* Work instruction: Please print all of the entries, matching them exactly.

(Extracted records)
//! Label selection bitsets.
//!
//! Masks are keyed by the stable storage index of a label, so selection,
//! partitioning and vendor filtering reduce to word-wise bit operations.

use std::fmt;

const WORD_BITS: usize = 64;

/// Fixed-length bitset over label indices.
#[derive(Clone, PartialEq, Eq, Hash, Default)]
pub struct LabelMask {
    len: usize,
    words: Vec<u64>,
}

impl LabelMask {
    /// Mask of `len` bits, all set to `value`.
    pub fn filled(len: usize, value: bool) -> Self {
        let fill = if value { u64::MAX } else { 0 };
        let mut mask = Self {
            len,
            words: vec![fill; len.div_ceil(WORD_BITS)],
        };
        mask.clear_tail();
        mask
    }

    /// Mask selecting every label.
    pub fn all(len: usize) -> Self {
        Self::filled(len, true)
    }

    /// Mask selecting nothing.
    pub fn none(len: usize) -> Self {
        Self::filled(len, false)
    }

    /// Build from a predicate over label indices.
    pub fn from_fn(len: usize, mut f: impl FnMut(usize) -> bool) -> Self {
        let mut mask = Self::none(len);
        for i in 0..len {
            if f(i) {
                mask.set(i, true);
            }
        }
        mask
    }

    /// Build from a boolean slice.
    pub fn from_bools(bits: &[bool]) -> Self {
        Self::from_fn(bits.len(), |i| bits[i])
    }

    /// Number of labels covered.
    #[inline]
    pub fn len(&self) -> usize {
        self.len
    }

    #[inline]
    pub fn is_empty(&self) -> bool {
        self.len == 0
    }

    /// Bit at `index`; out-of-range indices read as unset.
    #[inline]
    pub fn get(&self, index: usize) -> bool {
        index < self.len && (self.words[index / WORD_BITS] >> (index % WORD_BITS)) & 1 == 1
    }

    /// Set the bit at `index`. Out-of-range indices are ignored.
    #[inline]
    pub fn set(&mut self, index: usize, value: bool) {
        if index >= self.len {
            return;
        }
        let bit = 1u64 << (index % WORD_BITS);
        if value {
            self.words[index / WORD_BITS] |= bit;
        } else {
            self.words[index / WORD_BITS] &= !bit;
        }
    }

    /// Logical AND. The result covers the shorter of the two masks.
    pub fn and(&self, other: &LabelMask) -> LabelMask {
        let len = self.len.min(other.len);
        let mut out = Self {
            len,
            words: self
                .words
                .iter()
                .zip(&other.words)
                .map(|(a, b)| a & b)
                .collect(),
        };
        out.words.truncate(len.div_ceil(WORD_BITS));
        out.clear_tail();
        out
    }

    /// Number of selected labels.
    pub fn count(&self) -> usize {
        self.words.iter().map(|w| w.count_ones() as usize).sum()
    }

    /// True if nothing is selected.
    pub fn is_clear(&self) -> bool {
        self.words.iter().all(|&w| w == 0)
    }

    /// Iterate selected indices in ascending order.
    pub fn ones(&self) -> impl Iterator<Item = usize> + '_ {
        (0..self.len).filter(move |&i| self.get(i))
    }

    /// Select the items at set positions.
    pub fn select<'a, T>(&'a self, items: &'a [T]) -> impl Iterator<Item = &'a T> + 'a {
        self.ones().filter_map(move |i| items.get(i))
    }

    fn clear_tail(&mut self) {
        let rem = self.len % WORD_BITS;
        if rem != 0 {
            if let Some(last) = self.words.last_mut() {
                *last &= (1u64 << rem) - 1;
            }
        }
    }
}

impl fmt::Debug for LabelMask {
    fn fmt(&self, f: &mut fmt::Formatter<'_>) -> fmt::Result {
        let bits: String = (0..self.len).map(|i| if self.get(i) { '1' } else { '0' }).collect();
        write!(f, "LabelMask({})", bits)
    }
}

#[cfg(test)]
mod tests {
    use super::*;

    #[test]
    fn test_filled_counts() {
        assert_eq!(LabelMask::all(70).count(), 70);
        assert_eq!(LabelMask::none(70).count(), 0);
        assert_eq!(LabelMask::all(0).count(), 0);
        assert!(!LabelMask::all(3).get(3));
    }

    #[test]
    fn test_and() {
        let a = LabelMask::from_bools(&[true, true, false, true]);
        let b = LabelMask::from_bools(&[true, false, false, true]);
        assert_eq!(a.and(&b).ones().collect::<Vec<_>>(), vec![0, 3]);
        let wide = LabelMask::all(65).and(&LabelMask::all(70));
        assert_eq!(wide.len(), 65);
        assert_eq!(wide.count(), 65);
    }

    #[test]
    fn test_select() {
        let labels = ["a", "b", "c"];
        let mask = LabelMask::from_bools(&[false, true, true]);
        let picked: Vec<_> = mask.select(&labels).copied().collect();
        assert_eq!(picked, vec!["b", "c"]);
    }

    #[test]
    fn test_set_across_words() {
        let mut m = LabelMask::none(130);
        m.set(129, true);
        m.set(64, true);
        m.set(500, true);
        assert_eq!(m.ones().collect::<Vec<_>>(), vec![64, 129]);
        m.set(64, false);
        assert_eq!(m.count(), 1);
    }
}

* Output:
//! Label selection bitsets.
//!
//! Masks are keyed by the stable storage index of a label, so selection,
//! partitioning and vendor filtering reduce to word-wise bit operations.

use std::fmt;

const WORD_BITS: usize = 64;

/// Fixed-length bitset over label indices.
#[derive(Clone, PartialEq, Eq, Hash, Default)]
pub struct LabelMask {
    len: usize,
    words: Vec<u64>,
}

impl LabelMask {
    /// Mask of `len` bits, all set to `value`.
    pub fn filled(len: usize, value: bool) -> Self {
        let fill = if value { u64::MAX } else { 0 };
        let mut mask = Self {
            len,
            words: vec![fill; len.div_ceil(WORD_BITS)],
        };
        mask.clear_tail();
        mask
    }

    /// Mask selecting every label.
    pub fn all(len: usize) -> Self {
        Self::filled(len, true)
    }

    /// Mask selecting nothing.
    pub fn none(len: usize) -> Self {
        Self::filled(len, false)
    }

    /// Build from a predicate over label indices.
    pub fn from_fn(len: usize, mut f: impl FnMut(usize) -> bool) -> Self {
        let mut mask = Self::none(len);
        for i in 0..len {
            if f(i) {
                mask.set(i, true);
            }
        }
        mask
    }

    /// Build from a boolean slice.
    pub fn from_bools(bits: &[bool]) -> Self {
        Self::from_fn(bits.len(), |i| bits[i])
    }

    /// Number of labels covered.
    #[inline]
    pub fn len(&self) -> usize {
        self.len
    }

    #[inline]
    pub fn is_empty(&self) -> bool {
        self.len == 0
    }

    /// Bit at `index`; out-of-range indices read as unset.
    #[inline]
    pub fn get(&self, index: usize) -> bool {
        index < self.len && (self.words[index / WORD_BITS] >> (index % WORD_BITS)) & 1 == 1
    }

    /// Set the bit at `index`. Out-of-range indices are ignored.
    #[inline]
    pub fn set(&mut self, index: usize, value: bool) {
        if index >= self.len {
            return;
        }
        let bit = 1u64 << (index % WORD_BITS);
        if value {
            self.words[index / WORD_BITS] |= bit;
        } else {
            self.words[index / WORD_BITS] &= !bit;
        }
    }

    /// Logical AND. The result covers the shorter of the two masks.
    pub fn and(&self, other: &LabelMask) -> LabelMask {
        let len = self.len.min(other.len);
        let mut out = Self {
            len,
            words: self
                .words
                .iter()
                .zip(&other.words)
                .map(|(a, b)| a & b)
                .collect(),
        };
        out.words.truncate(len.div_ceil(WORD_BITS));
        out.clear_tail();
        out
    }

    /// Number of selected labels.
    pub fn count(&self) -> usize {
        self.words.iter().map(|w| w.count_ones() as usize).sum()
    }

    /// True if nothing is selected.
    pub fn is_clear(&self) -> bool {
        self.words.iter().all(|&w| w == 0)
    }

    /// Iterate selected indices in ascending order.
    pub fn ones(&self) -> impl Iterator<Item = usize> + '_ {
        (0..self.len).filter(move |&i| self.get(i))
    }

    /// Select the items at set positions.
    pub fn select<'a, T>(&'a self, items: &'a [T]) -> impl Iterator<Item = &'a T> + 'a {
        self.ones().filter_map(move |i| items.get(i))
    }

    fn clear_tail(&mut self) {
        let rem = self.len % WORD_BITS;
        if rem != 0 {
            if let Some(last) = self.words.last_mut() {
                *last &= (1u64 << rem) - 1;
            }
        }
    }
}

impl fmt::Debug for LabelMask {
    fn fmt(&self, f: &mut fmt::Formatter<'_>) -> fmt::Result {
        let bits: String = (0..self.len).map(|i| if self.get(i) { '1' } else { '0' }).collect();
        write!(f, "LabelMask({})", bits)
    }
}

#[cfg(test)]
mod tests {
    use super::*;

    #[test]
    fn test_filled_counts() {
        assert_eq!(LabelMask::all(70).count(), 70);
        assert_eq!(LabelMask::none(70).count(), 0);
        assert_eq!(LabelMask::all(0).count(), 0);
        assert!(!LabelMask::all(3).get(3));
    }

    #[test]
    fn test_and() {
        let a = LabelMask::from_bools(&[true, true, false, true]);
        let b = LabelMask::from_bools(&[true, false, false, true]);
        assert_eq!(a.and(&b).ones().collect::<Vec<_>>(), vec![0, 3]);
        let wide = LabelMask::all(65).and(&LabelMask::all(70));
        assert_eq!(wide.len(), 65);
        assert_eq!(wide.count(), 65);
    }

    #[test]
    fn test_select() {
        let labels = ["a", "b", "c"];
        let mask = LabelMask::from_bools(&[false, true, true]);
        let picked: Vec<_> = mask.select(&labels).copied().collect();
        assert_eq!(picked, vec!["b", "c"]);
    }

    #[test]
    fn test_set_across_words() {
        let mut m = LabelMask::none(130);
        m.set(129, true);
        m.set(64, true);
        m.set(500, true);
        assert_eq!(m.ones().collect::<Vec<_>>(), vec![64, 129]);
        m.set(64, false);
        assert_eq!(m.count(), 1);
    }
}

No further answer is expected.